Speaker: Veli Mitova (University of Johannesburg, South Africa)

Introduction: What would happen to our notion of expertise if we took seriously decolonial theorists’ insight that former colonial subjects continue to be epistemically marginalised and illegitimately stripped of epistemic authority? We should revise our accounts of expertise, I argue in this talk. The argument has three steps. First, I show that the experts of the epistemically marginalised­ (e.g., traditional healers­) are indeed experts: they meet core conditions for responsibly placed trust in scientific experts. Second, I show that existing accounts of expertise cannot accommodate this claim. For instance, a traditional healer arguably meets neither the truth-condition nor the recognition-condition on expertise commonly posited in the literature.
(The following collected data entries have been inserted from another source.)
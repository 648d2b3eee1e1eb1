// Copyright 2018-2026 Theodore Cipicchio
//
// Licensed under the Apache License, Version 2.0 <LICENSE-APACHE or
// http://www.apache.org/licenses/LICENSE-2.0> or the MIT license
// <LICENSE-MIT or http://opensource.org/licenses/MIT>, at your
// option. This file may not be copied, modified, or distributed
// except according to those terms.

//! Fixed-capacity LIFO stack.

use core::fmt;

use super::{Collection, Error, NoAllocation, StaticArray};

/// Last-in, first-out stack with inline storage for up to `N` elements.
///
/// Elements are pushed onto and popped from the top of the stack. Only the
/// element at the top of the stack is accessible.
///
/// # Examples
///
/// ```
/// use seqarray::StaticStack;
///
/// let mut stack = StaticStack::<i32, 4>::new();
/// stack.push(1).unwrap();
/// stack.push(2).unwrap();
/// stack.push(3).unwrap();
///
/// assert_eq!(stack.pop().unwrap(), 3);
/// assert_eq!(*stack.peek().unwrap(), 2);
/// assert_eq!(stack.count(), 2);
/// ```
#[derive(Clone, PartialEq, Eq)]
pub struct StaticStack<T, const N: usize> {
    elements: StaticArray<T, N>,
}

impl<T, const N: usize> StaticStack<T, N> {
    /// Creates an empty stack.
    #[inline]
    pub fn new() -> Self {
        StaticStack {
            elements: StaticArray::new(),
        }
    }

    /// Creates a stack holding `count` copies of `value`.
    ///
    /// Fails under the same conditions as [`StaticArray::with_fill()`].
    ///
    /// [`StaticArray::with_fill()`]: struct.StaticArray.html#method.with_fill
    #[inline]
    pub fn with_fill(value: T, count: usize) -> Result<Self, Error<(T,)>>
    where
        T: Clone,
    {
        StaticArray::with_fill(value, count)
            .map(|elements| StaticStack { elements })
    }

    /// Creates a stack holding clones of the given values, with the last
    /// value on top.
    #[inline]
    pub fn from_slice(values: &[T]) -> Result<Self, Error<()>>
    where
        T: Clone,
    {
        StaticArray::from_slice(values)
            .map(|elements| StaticStack { elements })
    }

    /// Creates a stack holding the values produced by an iterator, with the
    /// last value on top.
    #[inline]
    pub fn from_values<I>(values: I) -> Result<Self, Error<()>>
    where
        I: IntoIterator<Item = T>,
    {
        StaticArray::from_values(values)
            .map(|elements| StaticStack { elements })
    }

    /// Pushes an element onto the top of the stack.
    ///
    /// Fails with [`ErrorKind::LengthError`] if the stack is full, in which
    /// case the element is returned in the error.
    ///
    /// [`ErrorKind::LengthError`]: enum.ErrorKind.html#variant.LengthError
    #[inline]
    pub fn push(&mut self, element: T) -> Result<(), Error<(T,)>> {
        self.elements.push_back(element)
    }

    /// Removes and returns the element at the top of the stack.
    ///
    /// Fails with [`ErrorKind::LengthError`] if the stack is empty.
    ///
    /// [`ErrorKind::LengthError`]: enum.ErrorKind.html#variant.LengthError
    #[inline]
    pub fn pop(&mut self) -> Result<T, Error<()>> {
        self.elements.pop_back()
    }

    /// Returns a reference to the element at the top of the stack.
    ///
    /// Fails with [`ErrorKind::LengthError`] if the stack is empty.
    ///
    /// [`ErrorKind::LengthError`]: enum.ErrorKind.html#variant.LengthError
    #[inline]
    pub fn peek(&self) -> Result<&T, Error<()>> {
        self.elements.back()
    }

    /// Returns a mutable reference to the element at the top of the stack.
    #[inline]
    pub fn peek_mut(&mut self) -> Result<&mut T, Error<()>> {
        self.elements.back_mut()
    }

    /// Moves all elements out of this stack into a new stack, leaving this
    /// stack empty.
    #[inline]
    pub fn take(&mut self) -> Self {
        StaticStack {
            elements: self.elements.take(),
        }
    }

    /// Returns the number of stacked elements.
    #[inline(always)]
    pub fn count(&self) -> usize {
        self.elements.count()
    }

    /// Returns the maximum number of elements the stack can hold.
    #[inline(always)]
    pub fn capacity(&self) -> usize {
        N
    }

    /// Returns whether the stack holds no elements.
    #[inline(always)]
    pub fn is_empty(&self) -> bool {
        self.elements.is_empty()
    }

    /// Returns whether the stack cannot accept more elements.
    #[inline(always)]
    pub fn is_full(&self) -> bool {
        self.elements.is_full()
    }

    /// Removes all elements from the stack.
    #[inline(always)]
    pub fn clear(&mut self) {
        self.elements.clear()
    }
}

impl<T, const N: usize> Default for StaticStack<T, N> {
    #[inline]
    fn default() -> Self {
        Self::new()
    }
}

impl<T, const N: usize> Collection for StaticStack<T, N> {
    type Element = T;
    type Policy = NoAllocation;

    #[inline(always)]
    fn count(&self) -> usize {
        self.elements.count()
    }

    #[inline(always)]
    fn capacity(&self) -> usize {
        N
    }

    #[inline(always)]
    fn clear(&mut self) {
        self.elements.clear()
    }
}

impl<T, const N: usize> fmt::Debug for StaticStack<T, N>
where
    T: fmt::Debug,
{
    fn fmt(&self, f: &mut fmt::Formatter) -> fmt::Result {
        f.debug_struct("StaticStack")
            .field("elements", &self.elements)
            .finish()
    }
}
Finally, I sketch a view of expertise—what I call ­communitarian functionalism—that accommodates the thought that the experts of the marginalised are indeed experts. Very roughly: ­a person counts as an expert in domain D in virtue of (i) her role in her epistemic community, (ii) the needs of this community regarding D, and (iii) whether she responsibly lives up to this role. If the argument works, it helps us make progress both in the epistemology of expertise and with the project of epistemic decolonisation.

Veli Mitova

About the speaker: Veli Mitova is a Professor of Philosophy and the Director of the African Centre for Epistemology and Philosophy of Science (ACEPS) at the University of Johannesburg, South Africa. She is also the South African team leader for The Geography of Philosophy Project and a principal investigator for the Epistemic Injustice, Reasons, and Agency project funded by a British Academy Newton Advanced Fellowship. Veli works at the intersection of epistemology, ethics, and social epistemology. At the moment, her focus is on epistemic injustice, decolonising knowledge, and the ways in which phenomena such as white ignorance should make us rethink central normative-epistemology concepts like epistemic risk, blame, and responsibility. She is the author of Believable Evidence (Cambridge University Press (CUP), 2017), the editor of Epistemic Decolonisation (Philosophical Papers, 49(2), 2020) and The Factive Turn in Epistemology (CUP, 2018). Before joining the University of Johannesburg in 2015, Veli taught and researched at Universität Wien, Austria, Universidad Nacional Autonoma de México, Rhodes University, South Africa (her alma mater) and Cambridge, UK, where she obtained her PhD.